▶ **Prompt**
In the response, the entries must appear exactly as supplied.

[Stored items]
◇ ◇ ◇

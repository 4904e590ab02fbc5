//! Language-specific toolchains for compilation and execution
//!
//! A [`SourceUnit`]'s extension selects a [`Language`], and the language maps
//! through a fixed table to a [`ToolchainPlan`]. Artifact names are derived
//! from the source stem and placed in the session work dir, so rebuilding the
//! same source overwrites the previous artifact rather than adding another.

pub mod c;
pub mod cpp;
pub mod java;
pub mod python;

use std::ffi::{OsStr, OsString};
use std::fmt;
use std::path::{Path, PathBuf};
use std::process::Stdio;

use serde::Serialize;
use tokio::process::Command;

use crate::config::ToolchainConfig;
use crate::constants::{self, artifacts};
use crate::error::{GradeError, GradeResult};
use crate::models::SourceUnit;

/// Supported source languages
#[derive(Debug, Clone, Copy, PartialEq, Eq, Hash, Serialize)]
#[serde(rename_all = "lowercase")]
pub enum Language {
    C,
    Cpp,
    Java,
    Python,
}

impl Language {
    /// Map a file extension (without the dot) to a language
    pub fn from_extension(extension: &str) -> GradeResult<Self> {
        use constants::file_extensions as ext;

        if ext::C.contains(&extension) {
            Ok(Language::C)
        } else if ext::CPP.contains(&extension) {
            Ok(Language::Cpp)
        } else if ext::JAVA.contains(&extension) {
            Ok(Language::Java)
        } else if ext::PYTHON.contains(&extension) {
            Ok(Language::Python)
        } else if extension.is_empty() {
            Err(GradeError::UnsupportedLanguage(
                "source file has no extension".to_string(),
            ))
        } else {
            Err(GradeError::UnsupportedLanguage(format!(".{}", extension)))
        }
    }

    /// Language identifier
    pub fn as_str(&self) -> &'static str {
        match self {
            Language::C => constants::languages::C,
            Language::Cpp => constants::languages::CPP,
            Language::Java => constants::languages::JAVA,
            Language::Python => constants::languages::PYTHON,
        }
    }

    /// Whether a build step runs before execution
    pub fn is_compiled(&self) -> bool {
        !matches!(self, Language::Python)
    }
}

impl fmt::Display for Language {
    fn fmt(&self, f: &mut fmt::Formatter<'_>) -> fmt::Result {
        f.write_str(self.as_str())
    }
}

/// A program plus its argument list
#[derive(Debug, Clone, PartialEq, Eq)]
pub struct Invocation {
    pub program: OsString,
    pub args: Vec<OsString>,
}

impl Invocation {
    pub fn new(program: impl AsRef<OsStr>) -> Self {
        Self {
            program: program.as_ref().to_os_string(),
            args: Vec::new(),
        }
    }

    pub fn arg(mut self, arg: impl AsRef<OsStr>) -> Self {
        self.args.push(arg.as_ref().to_os_string());
        self
    }

    /// Build a command with all standard streams nulled; callers rebind what
    /// they need.
    pub fn command(&self) -> Command {
        let mut command = Command::new(&self.program);
        command
            .args(&self.args)
            .stdin(Stdio::null())
            .stdout(Stdio::null())
            .stderr(Stdio::null());
        command
    }

    /// Program name for log lines
    pub fn program_name(&self) -> String {
        self.program.to_string_lossy().into_owned()
    }
}

impl fmt::Display for Invocation {
    fn fmt(&self, f: &mut fmt::Formatter<'_>) -> fmt::Result {
        write!(f, "{}", self.program.to_string_lossy())?;
        for arg in &self.args {
            write!(f, " {}", arg.to_string_lossy())?;
        }
        Ok(())
    }
}

/// Build output that must be removed once a case is finished
#[derive(Debug, Clone, PartialEq, Eq)]
pub enum ExecutionArtifact {
    /// Native executable
    Binary(PathBuf),
    /// JVM classes emitted into `dir`. One source may yield several class
    /// files (`Name$Inner.class`, extra top-level classes); every class file
    /// in `dir` belongs to the artifact, so `dir` must be the session work dir.
    Classes { dir: PathBuf, class_name: String },
}

impl ExecutionArtifact {
    /// Native binary named after the stem
    pub fn binary(work_dir: &Path, stem: &str) -> Self {
        ExecutionArtifact::Binary(
            work_dir
                .join(stem)
                .with_extension(artifacts::BINARY_EXTENSION),
        )
    }

    /// Primary file of the artifact
    pub fn primary_path(&self) -> PathBuf {
        match self {
            ExecutionArtifact::Binary(path) => path.clone(),
            ExecutionArtifact::Classes { dir, class_name } => dir
                .join(class_name)
                .with_extension(artifacts::CLASS_EXTENSION),
        }
    }

    /// Every file currently on disk that belongs to this artifact
    pub fn existing_paths(&self) -> Vec<PathBuf> {
        match self {
            ExecutionArtifact::Binary(path) => {
                if path.exists() {
                    vec![path.clone()]
                } else {
                    Vec::new()
                }
            }
            ExecutionArtifact::Classes { dir, .. } => {
                let Ok(entries) = std::fs::read_dir(dir) else {
                    return Vec::new();
                };

                let mut paths: Vec<PathBuf> = entries
                    .filter_map(|entry| entry.ok())
                    .map(|entry| entry.path())
                    .filter(|path| {
                        path.is_file()
                            && path
                                .extension()
                                .is_some_and(|e| e == artifacts::CLASS_EXTENSION)
                    })
                    .collect();
                paths.sort();
                paths
            }
        }
    }
}

/// Resolved compile and run recipe for one source unit
#[derive(Debug, Clone, PartialEq, Eq)]
pub struct ToolchainPlan {
    pub language: Language,
    pub compile: Option<Invocation>,
    pub run: Invocation,
    pub artifact: Option<ExecutionArtifact>,
}

impl ToolchainPlan {
    /// Resolve the plan for `source`, placing artifacts inside `work_dir`
    pub fn resolve(
        source: &SourceUnit,
        tools: &ToolchainConfig,
        work_dir: &Path,
    ) -> GradeResult<Self> {
        let language = Language::from_extension(source.extension())?;

        let plan = match language {
            Language::C => c::plan(source, tools, work_dir),
            Language::Cpp => cpp::plan(source, tools, work_dir),
            Language::Java => java::plan(source, tools, work_dir),
            Language::Python => python::plan(source, tools),
        };

        tracing::debug!(
            language = %plan.language,
            compile = plan.compile.as_ref().map(|c| c.to_string()),
            run = %plan.run,
            "Resolved toolchain plan"
        );

        Ok(plan)
    }
}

◇ ◇ ◇

▶ **Task answer**
repository 4904e590ab02fbc5
//! Language-specific toolchains for compilation and execution
//!
//! A [`SourceUnit`]'s extension selects a [`Language`], and the language maps
//! through a fixed table to a [`ToolchainPlan`]. Artifact names are derived
//! from the source stem and placed in the session work dir, so rebuilding the
//! same source overwrites the previous artifact rather than adding another.

pub mod c;
pub mod cpp;
pub mod java;
pub mod python;

use std::ffi::{OsStr, OsString};
use std::fmt;
use std::path::{Path, PathBuf};
use std::process::Stdio;

use serde::Serialize;
use tokio::process::Command;

use crate::config::ToolchainConfig;
use crate::constants::{self, artifacts};
use crate::error::{GradeError, GradeResult};
use crate::models::SourceUnit;

/// Supported source languages
#[derive(Debug, Clone, Copy, PartialEq, Eq, Hash, Serialize)]
#[serde(rename_all = "lowercase")]
pub enum Language {
    C,
    Cpp,
    Java,
    Python,
}

impl Language {
    /// Map a file extension (without the dot) to a language
    pub fn from_extension(extension: &str) -> GradeResult<Self> {
        use constants::file_extensions as ext;

        if ext::C.contains(&extension) {
            Ok(Language::C)
        } else if ext::CPP.contains(&extension) {
            Ok(Language::Cpp)
        } else if ext::JAVA.contains(&extension) {
            Ok(Language::Java)
        } else if ext::PYTHON.contains(&extension) {
            Ok(Language::Python)
        } else if extension.is_empty() {
            Err(GradeError::UnsupportedLanguage(
                "source file has no extension".to_string(),
            ))
        } else {
            Err(GradeError::UnsupportedLanguage(format!(".{}", extension)))
        }
    }

    /// Language identifier
    pub fn as_str(&self) -> &'static str {
        match self {
            Language::C => constants::languages::C,
            Language::Cpp => constants::languages::CPP,
            Language::Java => constants::languages::JAVA,
            Language::Python => constants::languages::PYTHON,
        }
    }

    /// Whether a build step runs before execution
    pub fn is_compiled(&self) -> bool {
        !matches!(self, Language::Python)
    }
}

impl fmt::Display for Language {
    fn fmt(&self, f: &mut fmt::Formatter<'_>) -> fmt::Result {
        f.write_str(self.as_str())
    }
}

/// A program plus its argument list
#[derive(Debug, Clone, PartialEq, Eq)]
pub struct Invocation {
    pub program: OsString,
    pub args: Vec<OsString>,
}

impl Invocation {
    pub fn new(program: impl AsRef<OsStr>) -> Self {
        Self {
            program: program.as_ref().to_os_string(),
            args: Vec::new(),
        }
    }

    pub fn arg(mut self, arg: impl AsRef<OsStr>) -> Self {
        self.args.push(arg.as_ref().to_os_string());
        self
    }

    /// Build a command with all standard streams nulled; callers rebind what
    /// they need.
    pub fn command(&self) -> Command {
        let mut command = Command::new(&self.program);
        command
            .args(&self.args)
            .stdin(Stdio::null())
            .stdout(Stdio::null())
            .stderr(Stdio::null());
        command
    }

    /// Program name for log lines
    pub fn program_name(&self) -> String {
        self.program.to_string_lossy().into_owned()
    }
}

impl fmt::Display for Invocation {
    fn fmt(&self, f: &mut fmt::Formatter<'_>) -> fmt::Result {
        write!(f, "{}", self.program.to_string_lossy())?;
        for arg in &self.args {
            write!(f, " {}", arg.to_string_lossy())?;
        }
        Ok(())
    }
}

/// Build output that must be removed once a case is finished
#[derive(Debug, Clone, PartialEq, Eq)]
pub enum ExecutionArtifact {
    /// Native executable
    Binary(PathBuf),
    /// JVM classes emitted into `dir`. One source may yield several class
    /// files (`Name$Inner.class`, extra top-level classes); every class file
    /// in `dir` belongs to the artifact, so `dir` must be the session work dir.
    Classes { dir: PathBuf, class_name: String },
}

impl ExecutionArtifact {
    /// Native binary named after the stem
    pub fn binary(work_dir: &Path, stem: &str) -> Self {
        ExecutionArtifact::Binary(
            work_dir
                .join(stem)
                .with_extension(artifacts::BINARY_EXTENSION),
        )
    }

    /// Primary file of the artifact
    pub fn primary_path(&self) -> PathBuf {
        match self {
            ExecutionArtifact::Binary(path) => path.clone(),
            ExecutionArtifact::Classes { dir, class_name } => dir
                .join(class_name)
                .with_extension(artifacts::CLASS_EXTENSION),
        }
    }

    /// Every file currently on disk that belongs to this artifact
    pub fn existing_paths(&self) -> Vec<PathBuf> {
        match self {
            ExecutionArtifact::Binary(path) => {
                if path.exists() {
                    vec![path.clone()]
                } else {
                    Vec::new()
                }
            }
            ExecutionArtifact::Classes { dir, .. } => {
                let Ok(entries) = std::fs::read_dir(dir) else {
                    return Vec::new();
                };

                let mut paths: Vec<PathBuf> = entries
                    .filter_map(|entry| entry.ok())
                    .map(|entry| entry.path())
                    .filter(|path| {
                        path.is_file()
                            && path
                                .extension()
                                .is_some_and(|e| e == artifacts::CLASS_EXTENSION)
                    })
                    .collect();
                paths.sort();
                paths
            }
        }
    }
}

/// Resolved compile and run recipe for one source unit
#[derive(Debug, Clone, PartialEq, Eq)]
pub struct ToolchainPlan {
    pub language: Language,
    pub compile: Option<Invocation>,
    pub run: Invocation,
    pub artifact: Option<ExecutionArtifact>,
}

impl ToolchainPlan {
    /// Resolve the plan for `source`, placing artifacts inside `work_dir`
    pub fn resolve(
        source: &SourceUnit,
        tools: &ToolchainConfig,
        work_dir: &Path,
    ) -> GradeResult<Self> {
        let language = Language::from_extension(source.extension())?;

        let plan = match language {
            Language::C => c::plan(source, tools, work_dir),
            Language::Cpp => cpp::plan(source, tools, work_dir),
            Language::Java => java::plan(source, tools, work_dir),
            Language::Python => python::plan(source, tools),
        };

        tracing::debug!(
            language = %plan.language,
            compile = plan.compile.as_ref().map(|c| c.to_string()),
            run = %plan.run,
            "Resolved toolchain plan"
        );

        Ok(plan)
    }
}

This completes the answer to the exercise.